Reproduce word for word, from the entries below, the line with "repository db0fd43718376981", the line with "let mut entry", and every line between them, and nothing more.
(Beginning of MATERIAL TO PROCESS)
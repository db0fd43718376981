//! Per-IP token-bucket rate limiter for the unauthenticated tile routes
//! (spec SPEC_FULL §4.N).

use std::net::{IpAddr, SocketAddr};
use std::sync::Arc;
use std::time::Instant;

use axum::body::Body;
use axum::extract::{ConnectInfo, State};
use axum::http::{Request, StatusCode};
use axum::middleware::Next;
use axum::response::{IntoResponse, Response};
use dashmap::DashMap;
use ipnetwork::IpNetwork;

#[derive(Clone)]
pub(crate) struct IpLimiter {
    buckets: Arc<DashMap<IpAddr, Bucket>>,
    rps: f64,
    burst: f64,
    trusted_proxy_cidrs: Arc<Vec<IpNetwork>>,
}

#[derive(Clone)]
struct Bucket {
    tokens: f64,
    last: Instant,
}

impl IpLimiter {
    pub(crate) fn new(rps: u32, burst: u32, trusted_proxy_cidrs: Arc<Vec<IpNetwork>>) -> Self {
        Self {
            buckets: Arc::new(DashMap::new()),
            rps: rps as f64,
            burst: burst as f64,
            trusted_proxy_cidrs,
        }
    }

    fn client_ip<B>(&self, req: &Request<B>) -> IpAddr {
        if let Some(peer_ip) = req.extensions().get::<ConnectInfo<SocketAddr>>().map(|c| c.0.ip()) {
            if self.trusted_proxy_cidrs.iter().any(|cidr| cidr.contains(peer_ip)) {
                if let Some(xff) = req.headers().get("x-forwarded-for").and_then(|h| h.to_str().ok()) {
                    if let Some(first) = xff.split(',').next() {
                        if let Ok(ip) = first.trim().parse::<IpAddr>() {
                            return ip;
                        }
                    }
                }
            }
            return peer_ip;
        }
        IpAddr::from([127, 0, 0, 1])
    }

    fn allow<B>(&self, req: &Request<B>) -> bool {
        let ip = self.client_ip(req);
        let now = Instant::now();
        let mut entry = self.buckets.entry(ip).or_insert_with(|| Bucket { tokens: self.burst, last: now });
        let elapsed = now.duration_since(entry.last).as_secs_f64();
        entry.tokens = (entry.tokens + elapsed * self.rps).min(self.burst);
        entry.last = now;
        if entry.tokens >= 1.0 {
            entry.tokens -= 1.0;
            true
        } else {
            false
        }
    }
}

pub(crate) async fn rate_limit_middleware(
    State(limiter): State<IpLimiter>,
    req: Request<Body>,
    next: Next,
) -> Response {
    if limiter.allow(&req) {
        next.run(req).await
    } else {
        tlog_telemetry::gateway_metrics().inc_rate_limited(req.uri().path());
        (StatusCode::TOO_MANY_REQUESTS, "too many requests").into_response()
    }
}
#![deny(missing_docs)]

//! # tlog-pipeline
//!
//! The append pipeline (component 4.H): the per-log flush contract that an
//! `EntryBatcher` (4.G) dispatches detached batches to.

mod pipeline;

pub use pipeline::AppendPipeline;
(End of MATERIAL TO PROCESS)
(Beginning of MATERIAL TO PROCESS)
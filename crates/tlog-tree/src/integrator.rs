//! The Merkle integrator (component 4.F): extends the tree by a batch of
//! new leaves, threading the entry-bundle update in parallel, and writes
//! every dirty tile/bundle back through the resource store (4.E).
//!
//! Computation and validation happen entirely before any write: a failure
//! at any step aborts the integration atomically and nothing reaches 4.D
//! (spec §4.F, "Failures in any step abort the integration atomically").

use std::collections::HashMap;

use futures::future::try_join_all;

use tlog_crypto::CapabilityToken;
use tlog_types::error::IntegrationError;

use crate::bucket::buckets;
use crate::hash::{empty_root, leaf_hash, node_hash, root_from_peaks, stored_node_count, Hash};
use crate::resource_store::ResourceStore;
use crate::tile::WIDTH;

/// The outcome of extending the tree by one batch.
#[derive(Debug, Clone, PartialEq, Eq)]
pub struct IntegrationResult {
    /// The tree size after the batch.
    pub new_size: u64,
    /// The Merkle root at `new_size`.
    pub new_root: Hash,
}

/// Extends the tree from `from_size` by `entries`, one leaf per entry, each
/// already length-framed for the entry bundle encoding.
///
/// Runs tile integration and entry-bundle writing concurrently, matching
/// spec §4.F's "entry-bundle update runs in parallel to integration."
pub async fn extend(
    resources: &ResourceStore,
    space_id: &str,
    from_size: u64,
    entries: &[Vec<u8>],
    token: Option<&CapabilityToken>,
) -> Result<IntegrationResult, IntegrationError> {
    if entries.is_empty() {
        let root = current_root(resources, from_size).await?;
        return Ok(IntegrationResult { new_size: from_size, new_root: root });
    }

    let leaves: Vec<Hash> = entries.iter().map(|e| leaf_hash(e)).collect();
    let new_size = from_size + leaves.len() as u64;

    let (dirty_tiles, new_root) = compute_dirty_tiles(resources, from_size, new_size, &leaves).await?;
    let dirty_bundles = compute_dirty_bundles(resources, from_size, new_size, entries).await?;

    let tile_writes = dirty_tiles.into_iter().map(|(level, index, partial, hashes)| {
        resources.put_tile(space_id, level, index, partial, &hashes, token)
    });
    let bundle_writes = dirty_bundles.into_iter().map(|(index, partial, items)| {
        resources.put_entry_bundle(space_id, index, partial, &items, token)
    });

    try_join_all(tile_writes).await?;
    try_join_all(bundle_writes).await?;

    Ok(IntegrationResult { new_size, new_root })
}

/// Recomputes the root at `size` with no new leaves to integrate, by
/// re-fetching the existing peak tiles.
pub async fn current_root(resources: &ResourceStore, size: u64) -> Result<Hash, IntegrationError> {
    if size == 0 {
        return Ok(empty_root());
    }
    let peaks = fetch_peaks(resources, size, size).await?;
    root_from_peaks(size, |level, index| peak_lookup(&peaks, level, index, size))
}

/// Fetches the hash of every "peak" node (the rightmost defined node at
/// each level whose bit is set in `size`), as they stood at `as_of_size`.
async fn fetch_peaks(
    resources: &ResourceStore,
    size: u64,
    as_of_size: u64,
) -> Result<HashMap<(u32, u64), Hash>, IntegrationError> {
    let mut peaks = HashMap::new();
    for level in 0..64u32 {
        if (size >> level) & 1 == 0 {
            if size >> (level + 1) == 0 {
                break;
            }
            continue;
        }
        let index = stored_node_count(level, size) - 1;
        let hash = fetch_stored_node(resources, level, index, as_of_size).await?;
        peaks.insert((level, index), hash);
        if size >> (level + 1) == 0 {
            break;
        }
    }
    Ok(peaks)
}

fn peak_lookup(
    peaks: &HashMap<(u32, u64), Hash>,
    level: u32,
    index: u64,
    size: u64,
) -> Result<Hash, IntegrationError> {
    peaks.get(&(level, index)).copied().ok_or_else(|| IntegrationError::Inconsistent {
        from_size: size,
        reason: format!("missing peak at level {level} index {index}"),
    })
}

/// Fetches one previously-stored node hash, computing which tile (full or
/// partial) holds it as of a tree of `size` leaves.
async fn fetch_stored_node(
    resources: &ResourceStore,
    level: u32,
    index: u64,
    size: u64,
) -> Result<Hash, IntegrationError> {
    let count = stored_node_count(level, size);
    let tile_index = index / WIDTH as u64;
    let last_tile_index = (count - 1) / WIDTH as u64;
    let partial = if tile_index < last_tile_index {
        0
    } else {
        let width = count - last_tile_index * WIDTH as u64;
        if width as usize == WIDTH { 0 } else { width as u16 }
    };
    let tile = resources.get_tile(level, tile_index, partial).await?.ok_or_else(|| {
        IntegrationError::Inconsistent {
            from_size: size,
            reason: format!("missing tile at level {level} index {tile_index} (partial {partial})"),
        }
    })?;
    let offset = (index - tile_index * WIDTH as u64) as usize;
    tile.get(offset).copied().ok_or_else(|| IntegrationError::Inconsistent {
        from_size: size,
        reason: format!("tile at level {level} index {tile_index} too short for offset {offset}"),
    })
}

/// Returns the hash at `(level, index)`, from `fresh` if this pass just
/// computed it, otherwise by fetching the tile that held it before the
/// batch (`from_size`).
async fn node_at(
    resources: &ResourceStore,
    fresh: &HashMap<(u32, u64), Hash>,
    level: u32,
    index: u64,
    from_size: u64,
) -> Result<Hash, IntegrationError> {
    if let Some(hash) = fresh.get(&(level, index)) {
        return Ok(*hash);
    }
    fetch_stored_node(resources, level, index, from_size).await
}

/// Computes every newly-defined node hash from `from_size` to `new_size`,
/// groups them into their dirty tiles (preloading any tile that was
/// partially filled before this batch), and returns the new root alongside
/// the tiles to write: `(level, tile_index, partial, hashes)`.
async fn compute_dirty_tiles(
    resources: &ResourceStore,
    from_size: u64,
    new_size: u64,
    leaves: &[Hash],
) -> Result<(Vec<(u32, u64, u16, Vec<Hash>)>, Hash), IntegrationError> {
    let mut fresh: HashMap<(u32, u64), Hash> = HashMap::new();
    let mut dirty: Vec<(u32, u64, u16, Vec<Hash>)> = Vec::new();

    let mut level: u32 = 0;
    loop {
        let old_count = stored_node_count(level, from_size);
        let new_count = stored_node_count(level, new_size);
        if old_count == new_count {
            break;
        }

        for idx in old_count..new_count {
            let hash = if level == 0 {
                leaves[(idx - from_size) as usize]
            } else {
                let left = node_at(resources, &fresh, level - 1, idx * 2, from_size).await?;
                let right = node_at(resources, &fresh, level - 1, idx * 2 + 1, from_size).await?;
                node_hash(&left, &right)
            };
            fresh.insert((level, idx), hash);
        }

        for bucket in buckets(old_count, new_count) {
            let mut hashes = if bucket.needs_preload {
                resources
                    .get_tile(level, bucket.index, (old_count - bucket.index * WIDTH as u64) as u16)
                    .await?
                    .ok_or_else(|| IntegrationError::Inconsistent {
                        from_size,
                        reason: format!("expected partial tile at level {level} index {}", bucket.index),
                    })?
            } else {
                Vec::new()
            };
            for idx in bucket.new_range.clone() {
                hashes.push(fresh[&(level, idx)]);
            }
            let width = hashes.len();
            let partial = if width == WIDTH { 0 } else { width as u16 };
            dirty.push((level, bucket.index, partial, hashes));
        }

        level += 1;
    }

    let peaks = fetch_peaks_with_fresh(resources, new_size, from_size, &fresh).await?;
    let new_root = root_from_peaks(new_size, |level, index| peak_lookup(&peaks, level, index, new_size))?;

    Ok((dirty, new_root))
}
(End of MATERIAL TO PROCESS)
== REPLY TO THE TASK ==
repository db0fd43718376981
//! Per-IP token-bucket rate limiter for the unauthenticated tile routes
//! (spec SPEC_FULL §4.N).

use std::net::{IpAddr, SocketAddr};
use std::sync::Arc;
use std::time::Instant;

use axum::body::Body;
use axum::extract::{ConnectInfo, State};
use axum::http::{Request, StatusCode};
use axum::middleware::Next;
use axum::response::{IntoResponse, Response};
use dashmap::DashMap;
use ipnetwork::IpNetwork;

#[derive(Clone)]
pub(crate) struct IpLimiter {
    buckets: Arc<DashMap<IpAddr, Bucket>>,
    rps: f64,
    burst: f64,
    trusted_proxy_cidrs: Arc<Vec<IpNetwork>>,
}

#[derive(Clone)]
struct Bucket {
    tokens: f64,
    last: Instant,
}

impl IpLimiter {
    pub(crate) fn new(rps: u32, burst: u32, trusted_proxy_cidrs: Arc<Vec<IpNetwork>>) -> Self {
        Self {
            buckets: Arc::new(DashMap::new()),
            rps: rps as f64,
            burst: burst as f64,
            trusted_proxy_cidrs,
        }
    }

    fn client_ip<B>(&self, req: &Request<B>) -> IpAddr {
        if let Some(peer_ip) = req.extensions().get::<ConnectInfo<SocketAddr>>().map(|c| c.0.ip()) {
            if self.trusted_proxy_cidrs.iter().any(|cidr| cidr.contains(peer_ip)) {
                if let Some(xff) = req.headers().get("x-forwarded-for").and_then(|h| h.to_str().ok()) {
                    if let Some(first) = xff.split(',').next() {
                        if let Ok(ip) = first.trim().parse::<IpAddr>() {
                            return ip;
                        }
                    }
                }
            }
            return peer_ip;
        }
        IpAddr::from([127, 0, 0, 1])
    }

    fn allow<B>(&self, req: &Request<B>) -> bool {
        let ip = self.client_ip(req);
        let now = Instant::now();
        let mut entry = self.buckets.entry(ip).or_insert_with(|| Bucket { tokens: self.burst, last: now });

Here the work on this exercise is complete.